Com efeito, o nosso liberalismo regenerador veio apenas agravar o peso morto
da estatização, proibindo a livre associação da sociedade civil, muito
especialmente das estruturas sócio-profissionais.
O neofeudalismo
O mal baronal é típico de todas as oligarquias patidárias geradas à boleia
do poder, mantendo zonas de encomendação ou grupos de amigos, relativamente
aos grupos dominantes do situacionismo anterior. Em todas estas situações
sempre a mesma tendência neofeudal de alguém económica, social ou
politicamente enfraquecido se colocar sob a protecção de uma certa
personalidade ou de um determinado grupo, bem colocados que, a troco de
fidelidade, lhe vão dar emprego estável, a avença compensatória, a
facilidade burocrática ou o acesso a círculos íntimos do poder económico,
social ou político.
A sublimação da cunha
É toda uma teia de aristocracias semiclandestinas em que os nossos regimes
se têm enredado que, sem atingir as dimensões dos mafiosos padrinhos ou dos
mafiomaçónicos polvos, eleva a tradicional cunha aos requintes da
tecno-estrutura. Enquanto isto, a maioria do
país da realidade tanto
adopta a esperança do sapateiro de Braga (ou há moralidade, ou comem todos)
como se torna indiferente, caindo, o primeiro, no engodo sensacionalista e
distanciando-se, o segundo, dos reais problemas da coisa pública, dado que
apenas é chamado a participar nos banhos de multidão do folclore eleitoral.
Não há estados de graça que sempre durem nem pecados que nunca acabem...
Portugal político continua a ser
Lisboa
Apesar das muitas revoluções que nos aconteceram, Portugal político continua
a ser Lisboa, onde o resto é paisagem, onde se fazem campanhas eleitorais e
para onde se emitem telejornais, apenas com uma pequena cedência à
tradicional autonomia do burgo portuense, quando este tenta imitar Lisboa e
se assume como a capital do Norte, como se expressa na caricatura da
futebolítica, onde algumas lideranças dos
dragões, como se chama ao
Futebol Clube do Porto, chamam mouros
aos da capital e cantam o
querer ver Lisboa a arder,
num frenesim bairrista que, muitos, confundem com regionalização, quando
invocam os paralelismos vocabulares de alguns líderes históricos das ilhas
atânticas que, aos continentais, chamam cubanos.

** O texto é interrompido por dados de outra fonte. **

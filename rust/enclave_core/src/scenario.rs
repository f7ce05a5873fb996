//! Scripted workload definition and builder API.
//!
//! A scenario describes the kernel-side behavior the enclave will produce:
//! which tasks exist, how they alternate between running, sleeping,
//! yielding and handing off, and when the kernel briefly outranks the
//! agents (priority-boost windows).

use crate::types::{CpuId, TaskId, TimeNs};

/// A phase in a task's scripted behavior.
#[derive(Debug, Clone)]
pub enum Phase {
    /// Consume CPU for the given number of virtual nanoseconds.
    Run(TimeNs),
    /// Block for the given number of virtual nanoseconds.
    Sleep(TimeNs),
    /// Go off-CPU voluntarily, stay runnable.
    Yield,
    /// Wake another task (instantaneous).
    Wake(TaskId),
    /// Hand the CPU directly to another task without an agent transaction.
    Switchto(TaskId),
}

/// The scripted behavior for a task: a sequence of phases, optionally
/// repeating until the end of the run.
#[derive(Debug, Clone)]
pub struct TaskBehavior {
    pub phases: Vec<Phase>,
    pub repeat: bool,
}

impl TaskBehavior {
    /// A task that runs forever.
    pub fn spin(slice_ns: TimeNs) -> Self {
        TaskBehavior {
            phases: vec![Phase::Run(slice_ns)],
            repeat: true,
        }
    }

    /// A task that alternates running and sleeping forever.
    pub fn interactive(run_ns: TimeNs, sleep_ns: TimeNs) -> Self {
        TaskBehavior {
            phases: vec![Phase::Run(run_ns), Phase::Sleep(sleep_ns)],
            repeat: true,
        }
    }
}

/// Definition of a task for scenario creation.
#[derive(Debug, Clone)]
pub struct TaskDef {
    pub name: String,
    pub id: TaskId,
    pub behavior: TaskBehavior,
    /// When the task enters the enclave (virtual ns).
    pub start_time_ns: TimeNs,
}

/// A scripted priority-boost window: the kernel temporarily outranks the
/// agent on one CPU.
#[derive(Debug, Clone)]
pub struct BoostDef {
    pub cpu: CpuId,
    pub at_ns: TimeNs,
    pub duration_ns: TimeNs,
}

/// A complete scenario: tasks, boost windows, and run duration.
#[derive(Debug, Clone)]
pub struct Scenario {
    pub tasks: Vec<TaskDef>,
    pub boosts: Vec<BoostDef>,
    pub duration_ns: TimeNs,
}

impl Scenario {
    pub fn builder() -> ScenarioBuilder {
        ScenarioBuilder {
            tasks: Vec::new(),
            boosts: Vec::new(),
            duration_ns: 100_000_000, // 100ms default
            next_id: TaskId(1),
        }
    }
}

/// Builder for constructing scenarios.
pub struct ScenarioBuilder {
    tasks: Vec<TaskDef>,
    boosts: Vec<BoostDef>,
    duration_ns: TimeNs,
    next_id: TaskId,
}

impl ScenarioBuilder {
    /// Add a task with a full TaskDef.
    pub fn task(mut self, def: TaskDef) -> Self {
        self.tasks.push(def);
        self
    }

    /// Convenience: add a task with an auto-assigned id starting at 0 ns.
    pub fn add_task(mut self, name: &str, behavior: TaskBehavior) -> Self {
        let id = self.next_id;
        self.next_id = TaskId(id.0 + 1);
        self.tasks.push(TaskDef {
            name: name.to_string(),
            id,
            behavior,
            start_time_ns: 0,
        });
        self
    }

    /// Add a priority-boost window.
    pub fn boost(mut self, cpu: CpuId, at_ns: TimeNs, duration_ns: TimeNs) -> Self {
        self.boosts.push(BoostDef {
            cpu,
            at_ns,
            duration_ns,
        });
        self
    }

    /// Set the run duration in nanoseconds.
    pub fn duration_ns(mut self, ns: TimeNs) -> Self {
        self.duration_ns = ns;
        self
    }

    /// Set the run duration in milliseconds.
    pub fn duration_ms(mut self, ms: u64) -> Self {
        self.duration_ns = ms * 1_000_000;
        self
    }

    /// Build the scenario, validating the scripts.
    pub fn build(self) -> Scenario {
        assert!(
            !self.tasks.is_empty(),
            "scenario must have at least one task"
        );
        let mut seen = std::collections::HashSet::new();
        for def in &self.tasks {
            assert!(seen.insert(def.id), "duplicate task id {}", def.id);
            validate_behavior(def);
        }
        Scenario {
            tasks: self.tasks,
            boosts: self.boosts,
            duration_ns: self.duration_ns,
        }
    }
}

fn validate_behavior(def: &TaskDef) {
    let phases = &def.behavior.phases;
    assert!(!phases.is_empty(), "task {} has an empty script", def.name);
    assert!(
        matches!(phases[0], Phase::Run(_) | Phase::Sleep(_)),
        "task {} must start with Run or Sleep",
        def.name
    );
    for (i, phase) in phases.iter().enumerate() {
        match phase {
            // Yield and Switchto only make sense while on-CPU.
            Phase::Yield | Phase::Switchto(_) => {
                let prev = if i == 0 { None } else { phases.get(i - 1) };
                assert!(
                    matches!(prev, Some(Phase::Run(_))),
                    "task {}: phase {} must directly follow a Run phase",
                    def.name,
                    i
                );
            }
            Phase::Wake(target) => {
                assert!(*target != def.id, "task {} cannot wake itself", def.name);
            }
            Phase::Run(_) | Phase::Sleep(_) => {}
        }
    }
}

Aliás, o bairrismo vem do árabe barri, o mesmo que terra, e, depois, passou
a qualificar uma das partes em que se divide uma cidade. Significa
parcialidade, tendência para se sobrevalorizarem as características de uma
das divisões de um todo político ou administrativo.
A oligarquia partidocrática
A política portuguesa persiste em viver no círculo vicioso de um pequeno
grupo populacional. Mesmo nestes primeiros anos do milénio, se poderá haver
cerca de cem mil formais filiados em partidos políticos, eis que este
universo gera apenas pouco mais de cinco mil militantes activos que costumam
participar em congressos partidários. Contudo, mesmo estes são devidamente
enquadrados por um escasso milhar de dirigentes ou potenciais dirigentes
políticos, os quais constituem o núcleo duro da chamada classe política.
A soberania já não reside no povo
A política portuguesa persiste assim em ser marcada por este desvio
oligárquico da partidocracia, onde predomina a lei do baronato, zona onde se
recrutam os deputados, os ministros e todos os que, graças à vitória
eleitoral do respectivo partido, podem invocar o esforço militante para
passarem a viver à mesa do orçamento,
sem necessidade de mais curriculum.
Citando Lorenzo Caboara, em
Partitocracia Cancrena dello Stato, Roma, Volpe, 1975, podemos
dizer que, neste modelo, a soberania já não reside no povo, dado ter passado
para as mãos dos partidos políticos que a exercem através dos seus órgãos e
das suas administrações próprias.
Se o mal não é tipicamente português nem exclusivo do nosso tempo, o facto
de alguns nos terem continuado a qualificar como uma jovem democracia, onde
existiu, durante cerca de uma década, a maioria absoluta de um só partido, e
ainda por cima do partido que há mais tempo estava no governo, tudo isso
contribui para agravar o distanciamento do país político face ao país real.
O Portugal político, traumatizado pelas memórias contraditórias do
autoritarismo e do revolucionarismo, constitui, na verdade, um terreno
fértil para o dessangramento da democracia pluralista.